DIRECTIONS FOR THIS TASK:
The string "SimulationSystemSet" may appear in lines of the entries below. Report how many lines hold it, with only the number.

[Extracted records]
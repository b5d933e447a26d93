//! Rendering for the sandbox.
//!
//! Bodies are filled circle meshes kept in sync with the simulation; the
//! trajectory previews are immediate-mode gizmo lines.

pub mod bodies;
pub mod trajectories;

use bevy::prelude::*;

use self::bodies::sync_body_visuals;
use self::trajectories::draw_trajectories;
use crate::types::SimulationSystemSet;

pub use self::bodies::BodyVisual;

/// Plugin aggregating all rendering functionality.
pub struct RenderPlugin;

impl Plugin for RenderPlugin {
    fn build(&self, app: &mut App) {
        app.insert_resource(ClearColor(Color::BLACK)).add_systems(
            Update,
            (sync_body_visuals, draw_trajectories).in_set(SimulationSystemSet::Draw),
        );
    }
}

/// Z-layer constants for rendering order.
pub mod z_layers {
    /// Bodies. Gizmo lines are drawn on top regardless.
    pub const BODIES: f32 = 1.0;
}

COMPLETED TASK:
2